Whale shark, Raja Ampat - By Robert Delfs

The Seven Seas News - February 2017

My Seven Seas Voyage; 29 Jan to 10 Feb 2017

Trip Report by Jeremy Prince. Photos by Robert Delfs. Video by Lida Pet-Soede & Jeremy Prince.

It was 29 January 2017 when our party of 14 gathered around the baggage carousel in Sorong. From Bali were Jos & Lida, joint owners along with Captain Mark of the Seven Seas, Robert back with two new knees for his eighth voyage, this time with long-time friends from Los Angeles, and Jonathan and Victoria, fulfilling a dream 10 years in the making. From Jakarta came Maurice & Lina, joining up with April, their niece from New York, who had just 17 open water dives under her belt. Also from the US, Terry the ER doctor from Cincinnati; and Hector and Dave, long-time dive buddies from Portland, Oregon. There were three marine biologists from Australia: Richard and Mihaela from Port Douglas, and Jeremy from Fremantle. Meeting for the first time around the carousel, watching the black pelican cases pile higher and wondering what year and time of day it was, one thing became immediately clear, that two underwater photographers (Robert & Terry) had won the excess baggage award hands down.

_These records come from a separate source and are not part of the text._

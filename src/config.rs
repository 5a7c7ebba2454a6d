//! Configuration for model invocation.
//!
//! [`ChatOptions`] carries everything an invocation needs (model, endpoint, sampling,
//! round limit, content policy) as plain data, so the engine itself holds no client
//! state. Values can come from code, from the environment, or from defaults:
//!
//! | setting   | environment variable | default                                      |
//! |-----------|----------------------|----------------------------------------------|
//! | endpoint  | `KB_CHAT_ENDPOINT`   | `https://bedrock-runtime.{region}.amazonaws.com` |
//! | model id  | `KB_CHAT_MODEL_ID`   | [`DEFAULT_MODEL_ID`]                         |
//! | region    | `KB_CHAT_REGION`     | [`DEFAULT_REGION`]                           |
//! | api key   | `KB_CHAT_API_KEY`    | none                                         |

use crate::{Error, Result};
use std::env;

/// Model used when none is configured
pub const DEFAULT_MODEL_ID: &str = "anthropic.claude-3-7-sonnet-20250219-v1:0";

/// Region used when none is configured
pub const DEFAULT_REGION: &str = "us-east-1";

/// Request body version tag expected by the runtime
pub const ANTHROPIC_VERSION: &str = "bedrock-2023-05-31";

/// Output ceiling per invocation
pub const DEFAULT_MAX_OUTPUT_TOKENS: u32 = 2048;

/// Sampling temperature for interactive turns
pub const DEFAULT_TEMPERATURE: f32 = 0.01;

/// Tool-use rounds allowed per prompt before the loop gives up
pub const DEFAULT_MAX_ROUNDS: u32 = 5;

/// Smallest reasoning budget the provider accepts
pub const MIN_THINKING_BUDGET: u32 = 1024;

pub const ENV_ENDPOINT: &str = "KB_CHAT_ENDPOINT";
pub const ENV_MODEL_ID: &str = "KB_CHAT_MODEL_ID";
pub const ENV_REGION: &str = "KB_CHAT_REGION";
pub const ENV_API_KEY: &str = "KB_CHAT_API_KEY";

/// A content-safety policy (guardrail) applied by the provider.
#[derive(Debug, Clone, PartialEq, Eq)]
pub struct ContentPolicy {
    pub guardrail_id: String,
    pub guardrail_version: String,
}

impl ContentPolicy {
    pub fn new(guardrail_id: impl Into<String>, guardrail_version: impl Into<String>) -> Self {
        Self {
            guardrail_id: guardrail_id.into(),
            guardrail_version: guardrail_version.into(),
        }
    }
}

/// Options for model invocation and the tool loop
#[derive(Clone)]
pub struct ChatOptions {
    /// System prompt sent with every round
    pub system_prompt: String,

    /// Provider model identifier
    pub model_id: String,

    /// Provider region
    pub region: String,

    /// Base URL of the runtime endpoint
    pub endpoint: String,

    /// Bearer token, if the endpoint wants one
    pub api_key: Option<String>,

    /// Maximum tokens generated per invocation
    pub max_output_tokens: u32,

    /// Sampling temperature for streamed turns
    pub temperature: f32,

    /// Sampling temperature for the single-shot path
    pub evaluation_temperature: f32,

    /// Upper bound on model invocations per prompt
    pub max_rounds: u32,

    /// Request timeout in seconds
    pub timeout: u64,

    /// Reasoning token budget; `None` disables extended reasoning
    pub thinking_budget: Option<u32>,

    /// Guardrail reference sent with requests
    pub content_policy: Option<ContentPolicy>,

    /// Replay only this many of the most recent turns; `None` replays all
    pub max_history_turns: Option<usize>,
}

impl std::fmt::Debug for ChatOptions {
    fn fmt(&self, f: &mut std::fmt::Formatter<'_>) -> std::fmt::Result {
        f.debug_struct("ChatOptions")
            .field("system_prompt", &self.system_prompt)
            .field("model_id", &self.model_id)
            .field("region", &self.region)
            .field("endpoint", &self.endpoint)
            .field("api_key", &self.api_key.as_ref().map(|_| "***"))
            .field("max_output_tokens", &self.max_output_tokens)
            .field("temperature", &self.temperature)
            .field("evaluation_temperature", &self.evaluation_temperature)
            .field("max_rounds", &self.max_rounds)
            .field("timeout", &self.timeout)
            .field("thinking_budget", &self.thinking_budget)
            .field("content_policy", &self.content_policy)
            .field("max_history_turns", &self.max_history_turns)
            .finish()
    }
}

impl ChatOptions {
    /// Create a new builder for ChatOptions
    pub fn builder() -> ChatOptionsBuilder {
        ChatOptionsBuilder::default()
    }

    /// Options resolved entirely from the environment and defaults
    pub fn from_env() -> Result<Self> {
        Self::builder().build()
    }
}

/// Builder for ChatOptions
#[derive(Debug, Default)]
pub struct ChatOptionsBuilder {
    system_prompt: Option<String>,
    model_id: Option<String>,
    region: Option<String>,
    endpoint: Option<String>,
    api_key: Option<String>,
    max_output_tokens: Option<u32>,
    temperature: Option<f32>,
    evaluation_temperature: Option<f32>,
    max_rounds: Option<u32>,
    timeout: Option<u64>,
    thinking_budget: Option<u32>,
    content_policy: Option<ContentPolicy>,
    max_history_turns: Option<usize>,
}

impl ChatOptionsBuilder {
    pub fn system_prompt(mut self, prompt: impl Into<String>) -> Self {
        self.system_prompt = Some(prompt.into());
        self
    }

    pub fn model_id(mut self, model_id: impl Into<String>) -> Self {
        self.model_id = Some(model_id.into());
        self
    }

    pub fn region(mut self, region: impl Into<String>) -> Self {
        self.region = Some(region.into());
        self
    }

    pub fn endpoint(mut self, endpoint: impl Into<String>) -> Self {
        self.endpoint = Some(endpoint.into());
        self
    }

    pub fn api_key(mut self, key: impl Into<String>) -> Self {
        self.api_key = Some(key.into());
        self
    }

    pub fn max_output_tokens(mut self, tokens: u32) -> Self {
        self.max_output_tokens = Some(tokens);
        self
    }

    pub fn temperature(mut self, temp: f32) -> Self {
        self.temperature = Some(temp);
        self
    }

    pub fn evaluation_temperature(mut self, temp: f32) -> Self {
        self.evaluation_temperature = Some(temp);
        self
    }

    pub fn max_rounds(mut self, rounds: u32) -> Self {
        self.max_rounds = Some(rounds);
        self
    }

    pub fn timeout(mut self, timeout: u64) -> Self {
        self.timeout = Some(timeout);
        self
    }

    pub fn thinking_budget(mut self, budget: u32) -> Self {
        self.thinking_budget = Some(budget);
        self
    }

    pub fn content_policy(mut self, policy: ContentPolicy) -> Self {
        self.content_policy = Some(policy);
        self
    }

    pub fn max_history_turns(mut self, turns: usize) -> Self {
        self.max_history_turns = Some(turns);
        self
    }

    /// Validate and build. Unset endpoint, model and region fall back to the
    /// environment, then to defaults.
    pub fn build(self) -> Result<ChatOptions> {
        self.build_with(|key| env::var(key).ok())
    }

    fn build_with(self, lookup: impl Fn(&str) -> Option<String>) -> Result<ChatOptions> {
        let region = self
            .region
            .or_else(|| lookup(ENV_REGION))
            .unwrap_or_else(|| DEFAULT_REGION.to_string());
        let endpoint = self
            .endpoint
            .or_else(|| lookup(ENV_ENDPOINT))
            .unwrap_or_else(|| default_endpoint(&region));
        let model_id = self
            .model_id
            .or_else(|| lookup(ENV_MODEL_ID))
            .unwrap_or_else(|| DEFAULT_MODEL_ID.to_string());
        let api_key = self.api_key.or_else(|| lookup(ENV_API_KEY));

        let max_output_tokens = self.max_output_tokens.unwrap_or(DEFAULT_MAX_OUTPUT_TOKENS);
        let temperature = self.temperature.unwrap_or(DEFAULT_TEMPERATURE);
        let evaluation_temperature = self.evaluation_temperature.unwrap_or(0.0);
        let max_rounds = self.max_rounds.unwrap_or(DEFAULT_MAX_ROUNDS);

        if model_id.trim().is_empty() {
            return Err(Error::config("model_id must not be empty"));
        }
        if endpoint.trim().is_empty() {
            return Err(Error::config("endpoint must not be empty"));
        }
        if max_output_tokens == 0 {
            return Err(Error::config("max_output_tokens must be positive"));
        }
        if max_rounds == 0 {
            return Err(Error::config("max_rounds must be at least 1"));
        }
        for (name, value) in [
            ("temperature", temperature),
            ("evaluation_temperature", evaluation_temperature),
        ] {
            if !(0.0..=1.0).contains(&value) {
                return Err(Error::config(format!(
                    "{} must be between 0.0 and 1.0, got {}",
                    name, value
                )));
            }
        }
        if let Some(budget) = self.thinking_budget {
            if budget < MIN_THINKING_BUDGET || budget >= max_output_tokens {
                return Err(Error::config(format!(
                    "thinking_budget must be at least {} and below max_output_tokens ({}), got {}",
                    MIN_THINKING_BUDGET, max_output_tokens, budget
                )));
            }
        }

        Ok(ChatOptions {
            system_prompt: self.system_prompt.unwrap_or_default(),
            model_id,
            region,
            endpoint: endpoint.trim_end_matches('/').to_string(),
            api_key,
            max_output_tokens,
            temperature,
            evaluation_temperature,
            max_rounds,
            timeout: self.timeout.unwrap_or(60),
            thinking_budget: self.thinking_budget,
            content_policy: self.content_policy,
            max_history_turns: self.max_history_turns,
        })
    }
}

/// Runtime endpoint for a region
pub fn default_endpoint(region: &str) -> String {
    format!("https://bedrock-runtime.{}.amazonaws.com", region)
}

#[cfg(test)]
mod tests {
    use super::*;
    use std::collections::HashMap;

    fn no_env(_: &str) -> Option<String> {
        None
    }

    #[test]
    fn test_builder_defaults() {
        let options = ChatOptions::builder().build_with(no_env).unwrap();

        assert_eq!(options.system_prompt, "");
        assert_eq!(options.model_id, DEFAULT_MODEL_ID);
        assert_eq!(options.region, "us-east-1");
        assert_eq!(
            options.endpoint,
            "https://bedrock-runtime.us-east-1.amazonaws.com"
        );
        assert_eq!(options.api_key, None);
        assert_eq!(options.max_output_tokens, 2048);
        assert_eq!(options.temperature, 0.01);
        assert_eq!(options.evaluation_temperature, 0.0);
        assert_eq!(options.max_rounds, 5);
        assert_eq!(options.timeout, 60);
        assert_eq!(options.thinking_budget, None);
        assert_eq!(options.content_policy, None);
        assert_eq!(options.max_history_turns, None);
    }

    #[test]
    fn test_builder_explicit_values() {
        let options = ChatOptions::builder()
            .system_prompt("You answer questions about the grant program.")
            .model_id("anthropic.claude-3-5-sonnet-20240620-v1:0")
            .region("us-west-2")
            .endpoint("http://localhost:9000/")
            .api_key("secret")
            .max_output_tokens(4096)
            .temperature(0.2)
            .max_rounds(3)
            .timeout(30)
            .thinking_budget(2048)
            .content_policy(ContentPolicy::new("ii43q6095rvh", "Version 1"))
            .build_with(no_env)
            .unwrap();

        assert_eq!(options.region, "us-west-2");
        assert_eq!(options.endpoint, "http://localhost:9000");
        assert_eq!(options.api_key.as_deref(), Some("secret"));
        assert_eq!(options.max_rounds, 3);
        assert_eq!(options.thinking_budget, Some(2048));
        assert_eq!(
            options.content_policy.unwrap().guardrail_version,
            "Version 1"
        );
    }

    #[test]
    fn test_environment_fills_unset_values() {
        let env: HashMap<&str, &str> = [
            (ENV_REGION, "eu-central-1"),
            (ENV_MODEL_ID, "anthropic.claude-3-haiku-20240307-v1:0"),
            (ENV_API_KEY, "from-env"),
        ]
        .into_iter()
        .collect();

        let options = ChatOptions::builder()
            .build_with(|key| env.get(key).map(|v| v.to_string()))
            .unwrap();

        assert_eq!(options.region, "eu-central-1");
        assert_eq!(
            options.endpoint,
            "https://bedrock-runtime.eu-central-1.amazonaws.com"
        );
        assert_eq!(options.model_id, "anthropic.claude-3-haiku-20240307-v1:0");
        assert_eq!(options.api_key.as_deref(), Some("from-env"));
    }

    #[test]
    fn test_explicit_values_beat_environment() {
        let options = ChatOptions::builder()
            .endpoint("http://explicit")
            .build_with(|key| (key == ENV_ENDPOINT).then(|| "http://from-env".to_string()))
            .unwrap();
        assert_eq!(options.endpoint, "http://explicit");
    }

    #[test]
    fn test_builder_rejects_invalid_values() {
        assert!(ChatOptions::builder().max_rounds(0).build_with(no_env).is_err());
        assert!(ChatOptions::builder().temperature(1.5).build_with(no_env).is_err());
        assert!(ChatOptions::builder().max_output_tokens(0).build_with(no_env).is_err());
        assert!(ChatOptions::builder().model_id("  ").build_with(no_env).is_err());
        assert!(ChatOptions::builder().thinking_budget(512).build_with(no_env).is_err());
        assert!(
            ChatOptions::builder()
                .max_output_tokens(2048)
                .thinking_budget(4096)
                .build_with(no_env)
                .is_err()
        );
    }

    #[test]
    fn test_debug_masks_api_key() {
        let options = ChatOptions::builder()
            .api_key("super-secret")
            .build_with(no_env)
            .unwrap();
        let debug = format!("{:?}", options);
        assert!(!debug.contains("super-secret"));
        assert!(debug.contains("***"));
    }
}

Gear complements completed and baggage trolleys piled high, the friendly Seven Seas crew rounded us up and escorted us aboard, where we installed ourselves and were given an introductory briefing before cruising out of Sorong for a first check out dive. The Seven Seas newcomers amongst us spent that first afternoon marveling at the beautiful traditional lines of the vessel with upturned bow, the eight double cabins, with en-suite bathrooms, various areas for socializing and taking the breezes, and the great systems in place for everything. The highlight and the low point of that first afternoon was the whale with calf (possibly Bryde's whales) spotted feeding along a tide-line, but the low point was the floating piles of plastic trash marking the tide-lines closer into Sorong, and which we never totally escaped-so shocking and sad to have plastic debris counterpointing such beauty.

Sea fans, coral, sweepers
Slingjaw wrasse and sea fan

A couple of hours out of Sorong we anchored in Teluk Markisa (Passion Fruit Bay) and completed our initial check dive, after which, we settled in with the equatorial sun setting over the top deck for a first night getting to know each other over evening drinks. With evident pride, Captain Mark also introduced his crew - more of an extended family really - impressing us all with the deep long term relationships (20+ years) that hold the vessel together and make it such an enjoyable experience.

A highlight of the first few days was Yanggelo Island, southeast of Waigeo Island where Alfred Russel Wallace spent so much time. The anchorage was a pretty, sheltered channel between two islands; fringed with clear-water mangroves. Sea eagles, hornbills and cockatoos flying around maintained a constant, exotic soundscape. The surrounding dive sites were a fitting introduction to diving in Raja Ampat; drifting along the 100% living coral covered slopes of the channel, taking safety stops beneath the green canopy of the mangroves. Citrus Ridge with a school of barracuda, black tip sharks, turtles, coral camouflaged wobbegongs, morays, a school of friendly bumphead parrotfish, and the grass eels and blennies sharing holes with mantis shrimps along the sandy slopes. This was the first of successive dive sites to be popularly acclaimed "best dive site so far".

Wobbegong shark
Ribbon sweetlips in swim through with soft coral
Blacktail Snapper (Lutjanus fulvus) and Fine Spotted Rabbitfish (Siganus punctatissimus) with plate corals, soft corals
Yellowtail barracuda (Sphyraena flavicauda)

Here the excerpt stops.